Ils tirent la sonnette d’alarme. Face à la situation qui se détériore au sein de leur établissement de santé – rupture de stock de médicaments, patients de plus en plus précaires, manque de médecins aux urgences – 80 médecins de l’hôpital d’Aulnay-sous-Bois, en Seine-Saint-Denis, ont adressé une lettre à l’ Agence régionale de santé, qui demande la création d’une « zone médicale prioritaire ». Ces chefs de service, praticiens et assistants de l’hôpital Robert-Ballanger s’alarment de la situation « très inquiétante » de leur établissement dans un courrier daté du 14 juillet, dont Le Parisien s’était fait l’écho et que l’AFP a consulté.

Evoquant tour à tour le manque d’effectifs en psychiatrie, les ruptures de stock de la pharmacie, les pannes de scanner et d’IRM, ils affirment que « ces difficultés ne font que s’aggraver depuis quelques années, de plus en plus rapidement depuis quelques mois, démotivent les équipes médicales et paramédicales, et mettent en péril les malades ». « Parfois, on ne sait pas si on va avoir une cartouche d’encre pour imprimer nos ordonnances, du désinfectant pour laver nos endoscopes », explique Guy Bellaïche, le chef du service de gastro-entérologie. Sa consœur Bernadette Coret-Houbart, cheffe du service de pharmacie, ajoute que « les médicaments sont payés avec un grand délai. Nos fournisseurs bloquent nos commandes.
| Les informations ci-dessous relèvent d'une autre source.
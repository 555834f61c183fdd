//! Offline provider backed by CSV exports.
//!
//! Looks for `<dir>/<SYMBOL>_<timeframe>.csv` first (e.g. `BTC-USD_1d.csv`) and
//! falls back to `<dir>/<SYMBOL>.csv`. Expected header:
//! `timestamp,open,high,low,close[,volume]` with RFC 3339 timestamps.

use std::path::{Path, PathBuf};

use async_trait::async_trait;
use chrono::{DateTime, Utc};
use serde::{Deserialize, Serialize};
use snafu::ResultExt;
use tracing::debug;

use crate::{
    models::{
        bar::{Bar, BarSeries},
        request_params::BarsRequestParams,
        timeframe::TimeFrame,
    },
    providers::{CsvSnafu, DataProvider, IoSnafu, ProviderError, ValidationSnafu},
};

#[derive(Debug, Clone, Serialize, Deserialize)]
#[serde(default, deny_unknown_fields)]
pub struct CsvConfig {
    /// Directory holding the exported files.
    pub dir: PathBuf,
}

impl Default for CsvConfig {
    fn default() -> Self {
        Self {
            dir: PathBuf::from("data"),
        }
    }
}

#[derive(Debug, Deserialize)]
struct CsvBar {
    timestamp: DateTime<Utc>,
    open: f64,
    high: f64,
    low: f64,
    close: f64,
    #[serde(default)]
    volume: Option<f64>,
}

pub struct CsvFileProvider {
    dir: PathBuf,
}

impl CsvFileProvider {
    pub fn new(config: CsvConfig) -> Self {
        Self { dir: config.dir }
    }

    fn candidates(&self, symbol: &str, timeframe: &TimeFrame) -> [PathBuf; 2] {
        [
            self.dir.join(format!("{symbol}_{timeframe}.csv")),
            self.dir.join(format!("{symbol}.csv")),
        ]
    }
}

/// Parses bar rows, keeping file order.
pub fn parse_bars(path: &Path, contents: &[u8]) -> Result<Vec<Bar>, ProviderError> {
    let mut reader = csv::ReaderBuilder::new()
        .trim(csv::Trim::All)
        .from_reader(contents);

    reader
        .deserialize::<CsvBar>()
        .map(|row| {
            let row = row.context(CsvSnafu { path })?;
            Ok(Bar {
                timestamp: row.timestamp,
                open: row.open,
                high: row.high,
                low: row.low,
                close: row.close,
                volume: row.volume.unwrap_or_default(),
                trade_count: None,
                vwap: None,
            })
        })
        .collect()
}

#[async_trait]
impl DataProvider for CsvFileProvider {
    async fn fetch_bars(&self, params: BarsRequestParams) -> Result<Vec<BarSeries>, ProviderError> {
        let mut result = Vec::with_capacity(params.symbols.len());

        for symbol in &params.symbols {
            let mut found = None;
            for path in self.candidates(symbol, &params.timeframe) {
                if tokio::fs::try_exists(&path).await.unwrap_or(false) {
                    found = Some(path);
                    break;
                }
            }
            let Some(path) = found else {
                return ValidationSnafu {
                    message: format!(
                        "Unsupported symbol: no CSV data for {symbol} in {}",
                        self.dir.display()
                    ),
                }
                .fail();
            };

            let contents = tokio::fs::read(&path).await.context(IoSnafu { path: &path })?;
            let mut bars = parse_bars(&path, &contents)?;
            bars.retain(|bar| bar.timestamp >= params.start && bar.timestamp < params.end);
            debug!(symbol = %symbol, path = %path.display(), bars = bars.len(), "csv bars loaded");

            result.push(BarSeries {
                symbol: symbol.clone(),
                timeframe: params.timeframe,
                bars,
            });
        }

        Ok(result)
    }
}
Et quand ils ne veulent pas nous livrer, on va acheter ailleurs à des prix non négociés ».

La Seine-Saint-Denis, premier désert médical de France

« Nous avons bien compris que notre hôpital est déficitaire, mais il est devenu urgent d’investir pour repartir sur de bonnes bases », soulignent les médecins dans leur courrier, avertissant sur la « désertification médicale alarmante ». La Seine-Saint-Denis est le premier désert médical de France en nombre de médecins rapporté à la population. « Au vu de la précarité de la population que nous prenons en charge en Seine-Saint-Denis, et à l’aube du Grand Paris, avec un accroissement démographique prévu comme considérable, ne faudrait-il pas considérer nos hôpitaux du 93 comme situés en zone médicale prioritaire afin de leur accorder des moyens financiers supplémentaires pour sortir de ce cercle vicieux ? », écrivent-ils.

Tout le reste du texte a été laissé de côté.